The lawsuit said the mediator, Joseph Rodriguez, rubbed her thighs and hips, told her she was pretty, kissed her forehead and cheek, and touched her “inappropriately and without her consent”.

Cardinia reported the incident and opened an investigation by the San Diego Sheriff’s Department. The lawsuit said a DNA swab exposed the mediator’s DNA on her forehead and alleged another court clerk told Cardinia there had been previous complaints about Rodriguez.

In an email response to questions last week, court public affairs spokeswoman Emily Cox wrote that the court had no complaints against Rodriguez for “sexual harassment, assault or similar conduct” and that allegations of previous complaints against him were inaccurate .

The San Diego District Attorney has never filed charges. Cox said the court conducted its own investigation and concluded that the allegations were unfounded. She said the court agreed to the settlement in order to avoid the costs, delays and uncertainties of litigation and trial.

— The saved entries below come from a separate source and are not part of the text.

//! The whiteboard dispatcher: the single entry point for document mutations.

use crate::action::Action;
use crate::config::EngineConfig;
use crate::document::{DocumentState, Snapshot, reduce};
use crate::error::EngineResult;
use crate::handles::ResizeHandle;
use crate::items::{Item, ItemId, ItemKind, ItemProperty};
use kurbo::{Point, Size};
use serde_json::Value;

/// Owns the document and serializes every mutation through [`Whiteboard::dispatch`].
///
/// Operations that complete a user-visible edit (add, delete, clear, paste,
/// imports) commit a history snapshot; continuous updates (position, size)
/// do not, so callers driving a drag or resize commit once at the end.
#[derive(Debug, Clone, Default)]
pub struct Whiteboard {
    state: DocumentState,
    config: EngineConfig,
}

impl Whiteboard {
    /// Create an empty whiteboard with default configuration.
    pub fn new() -> Self {
        Self::with_config(EngineConfig::default())
    }

    pub fn with_config(config: EngineConfig) -> Self {
        Self {
            state: DocumentState::new(&config),
            config,
        }
    }

    pub fn state(&self) -> &DocumentState {
        &self.state
    }

    pub fn config(&self) -> &EngineConfig {
        &self.config
    }

    /// Apply one action to the document.
    pub fn dispatch(&mut self, action: Action) {
        log::trace!("dispatch {}", action.name());
        let state = std::mem::take(&mut self.state);
        self.state = reduce(state, action, &self.config);
    }

    /// Insert a prepared item, select it and commit.
    pub(crate) fn insert(&mut self, item: Item) -> ItemId {
        let id = item.id().clone();
        log::debug!("Adding {} {}", item.kind, id);
        self.dispatch(Action::AddItem(item));
        self.dispatch(Action::SaveHistory);
        id
    }

    // --- Item lifecycle ---

    /// Add a new item of `kind` and select it. Size defaults per kind and
    /// is clamped to the configured minimum.
    pub fn add_item(&mut self, kind: ItemKind, position: Point, size: Option<Size>) -> ItemId {
        let item = Item::new(kind, position, size, self.state.next_z_index());
        self.insert(item)
    }

    /// Remove an item. Returns false (and records nothing) for unknown ids.
    pub fn delete_item(&mut self, id: &ItemId) -> bool {
        if !self.state.contains(id) {
            log::debug!("delete_item: unknown item {}", id);
            return false;
        }
        self.dispatch(Action::DeleteItem(id.clone()));
        self.dispatch(Action::SaveHistory);
        true
    }

    /// Remove every item and clear the selection.
    pub fn clear_all(&mut self) {
        log::debug!("Clearing {} items", self.state.len());
        self.dispatch(Action::ClearAll);
        self.dispatch(Action::SaveHistory);
    }

    // --- Continuous updates (no history commit) ---

    pub fn update_item_position(&mut self, id: &ItemId, position: Point) {
        self.dispatch(Action::UpdateItemPosition {
            id: id.clone(),
            position,
        });
    }

    /// Resize an item; each dimension is clamped to the configured minimum.
    pub fn update_item_size(&mut self, id: &ItemId, size: Size) {
        self.dispatch(Action::UpdateItemSize {
            id: id.clone(),
            size,
        });
    }

    pub fn update_item_content(&mut self, id: &ItemId, content: impl Into<String>) {
        self.dispatch(Action::UpdateItemContent {
            id: id.clone(),
            content: content.into(),
        });
    }

    pub fn update_item_property(&mut self, id: &ItemId, property: ItemProperty) {
        self.dispatch(Action::UpdateItemProperty {
            id: id.clone(),
            property,
        });
    }

    /// Set a property from its wire key and an untyped value.
    ///
    /// Unknown keys and mistyped values are rejected before the store is
    /// touched.
    pub fn set_item_property(&mut self, id: &ItemId, key: &str, value: Value) -> EngineResult<()> {
        let property = ItemProperty::parse(key, value)?;
        self.update_item_property(id, property);
        Ok(())
    }

    // --- Selection, clipboard, z-order ---

    /// Select one item, or clear the selection with `None`.
    pub fn select_item(&mut self, id: Option<&ItemId>) {
        self.dispatch(Action::SelectItem(id.cloned()));
    }

    /// Copy an item into the clipboard. Returns false for unknown ids.
    pub fn copy_item(&mut self, id: &ItemId) -> bool {
        match self.state.get_item(id) {
            Some(item) => {
                let item = item.clone();
                self.dispatch(Action::CopyItem(item));
                true
            }
            None => false,
        }
    }

    /// Paste the clipboard item at `position`. Returns the new id, or None
    /// when the clipboard is empty.
    pub fn paste_item(&mut self, position: Point) -> Option<ItemId> {
        let item = self.state.clipboard()?.clone();
        self.dispatch(Action::PasteItem { item, position });
        self.dispatch(Action::SaveHistory);
        self.state.selected_item_id().cloned()
    }

    pub fn bring_to_front(&mut self, id: &ItemId) {
        self.dispatch(Action::BringToFront(id.clone()));
    }

    pub fn send_to_back(&mut self, id: &ItemId) {
        self.dispatch(Action::SendToBack(id.clone()));
    }

    // --- Transient flags ---

    pub fn set_dragging(&mut self, dragging: bool) {
        self.dispatch(Action::SetDragging(dragging));
    }

    pub fn set_resizing(&mut self, resizing: bool, handle: Option<ResizeHandle>) {
        self.dispatch(Action::SetResizing { resizing, handle });
    }

    // --- History ---

    /// Commit the current items as a new history snapshot.
    pub fn save_to_history(&mut self) {
        self.dispatch(Action::SaveHistory);
    }

    /// Returns true if an undo was performed.
    pub fn undo(&mut self) -> bool {
        if !self.can_undo() {
            return false;
        }
        self.dispatch(Action::Undo);
        true
    }

    /// Returns true if a redo was performed.
    pub fn redo(&mut self) -> bool {
        if !self.can_redo() {
            return false;
        }
        self.dispatch(Action::Redo);
        true
    }

    pub fn can_undo(&self) -> bool {
        self.state.history().can_undo()
    }

    pub fn can_redo(&self) -> bool {
        self.state.history().can_redo()
    }

    /// Read-only view of the items for exporters.
    pub fn snapshot(&self) -> Snapshot {
        self.state.snapshot()
    }
}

Rodriguez, who was hired in 2011, still works for the court. He did not respond to inquiries submitted through the court or to a message left for him in the courthouse.

Cardinia was unavailable for comment and her lawyer did not reply to two messages.

Johnson served as an appellate judge since 2009. He was accused by the Justice Commission in 2019 of molesting 17 women, including another judge on the appellate court, for nearly a decade.

Johnson denied the most serious charges against him and slandered his accusers, the commission’s decision reads, and although he admitted minor misconduct, he attributed it to his “kindness.”

The dismissal of an appellate judge for misconduct is rare: only two other judges have been formally charged with disciplinary sanctions since 1960.

Johnson could not be reached for comment on the settlement. Velez’s attorney, Kelli Burritt, said Vellez had been silent about the harassment for years and believed – like other women who testified at the hearings – that she was the only victim.

“It took someone to finally call in to complain, and then the floodgates opened,” she said. “These women were really afraid to come forward, especially when faced with an appeals court. “

The Shasta County case involved four court MPs who filed a lawsuit in 2014 alleging sexual harassment and discrimination by a male manager and whom they complained about when they complained. After years of legal back-and-forth, in which three of the four had dismissed their part of the trial, a federal jury in Sacramento chose Ms. Jaime Schmidt.